CONTRACT CLAUSES EGR 4050

JOHN W. TULAC

Attorney at Law, Professor Emeritus

Copyright 2018

ANALYSIS OF THE CLAUSES

These are clauses that engineers may encounter in contracts drafted by potential clients

Your job is to read each clause and determine whether it is good for you, bad for you, or ugly for you

You will need to take your time with some of these clauses; some are not easy to read or understand

Welcome to the real world

BEST EFFORTS CLAUSE

Professional shall use her best efforts in the performance of all her duties under this Agreement for professional services

BEST PRACTICES CLAUSE

Engineer warrants and represents that it engages at all times in best practices for the performance of its services set forth in this Agreement.

MOST FAVORED CLAUSE

The price for the services is and will continue to be the lowest price charged by Engineer for the same or substantially similar services. If at any time during the term of this Agreement, Engineer offers or sells the same or substantially similar products to a third party at a lower price than the price set forth herein, Engineer will immediately notify Client and reduce the price for the applicable deliverables to such lower price on any pending and future services.

TIME CLAUSES

Time is of the essence.

Time Clauses

Schedule of Services - OK

Timeline Exhibit - OK

“Deadline” or “Deadlines” - Not OK

Description of purpose of schedule, timeline, deadline, etc.

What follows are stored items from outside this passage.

//! services/api/src/web/generate.rs
//!
//! The AI code-generation endpoint. Generation never fails outward: the
//! response degrades through three tiers (model JSON, repaired raw text,
//! offline template) and always carries a well-formed payload. The only
//! error responses here are 401 (no session) and 400 (missing prompt).

use std::sync::Arc;

use axum::{extract::State, Json};
use gallery_core::generation::{build_instruction, Generation};
use gallery_core::ports::PortError;
use serde::{Deserialize, Serialize};
use tracing::{info, warn};
use utoipa::ToSchema;

use crate::error::ApiError;
use crate::web::state::AppState;

#[derive(Deserialize, ToSchema)]
pub struct GenerateRequest {
    pub prompt: String,
    #[serde(default)]
    pub technologies: Vec<String>,
}

#[derive(Debug, Serialize, ToSchema)]
pub struct GenerateResponse {
    pub name: String,
    pub description: String,
    pub code: String,
}

/// Generate component code from a natural-language prompt.
#[utoipa::path(
    post,
    path = "/ai/generate-code",
    request_body = GenerateRequest,
    responses(
        (status = 200, description = "Generated component (possibly a fallback)", body = GenerateResponse),
        (status = 400, description = "Missing prompt"),
        (status = 401, description = "Not signed in")
    )
)]
pub async fn generate_code_handler(
    State(state): State<Arc<AppState>>,
    Json(body): Json<GenerateRequest>,
) -> Result<Json<GenerateResponse>, ApiError> {
    if body.prompt.trim().is_empty() {
        return Err(ApiError::Port(PortError::Validation(
            "Prompt is required".to_string(),
        )));
    }

    let instruction = build_instruction(&body.prompt, &body.technologies);
    // Single attempt; any failure drops through the tiers instead of retrying.
    let raw = state.codegen.generate(&instruction).await;

    let generation = Generation::resolve(raw, &body.prompt, &body.technologies);
    match &generation {
        Generation::Offline(_) => {
            warn!(tier = generation.tier(), "model call failed, serving offline template")
        }
        _ => info!(tier = generation.tier(), "code generation resolved"),
    }

    let component = generation.into_component();
    Ok(Json(GenerateResponse {
        name: component.name,
        description: component.description,
        code: component.code,
    }))
}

Often necessary, but potentially dangerous

STANDARD OF CARE CLAUSE

THREE SIMPLE INDEMNITY CLAUSES

Engineer agrees to hold harmless and indemnify Client from any and all liability, including cost of defense, arising out of performance of the services described herein.

 

Engineer agrees to hold harmless and indemnify Client from any and all liability, including cost of defense, arising out of Engineer’s negligence, whether it be sole or in concert with others, in connection with performance of the services described herein.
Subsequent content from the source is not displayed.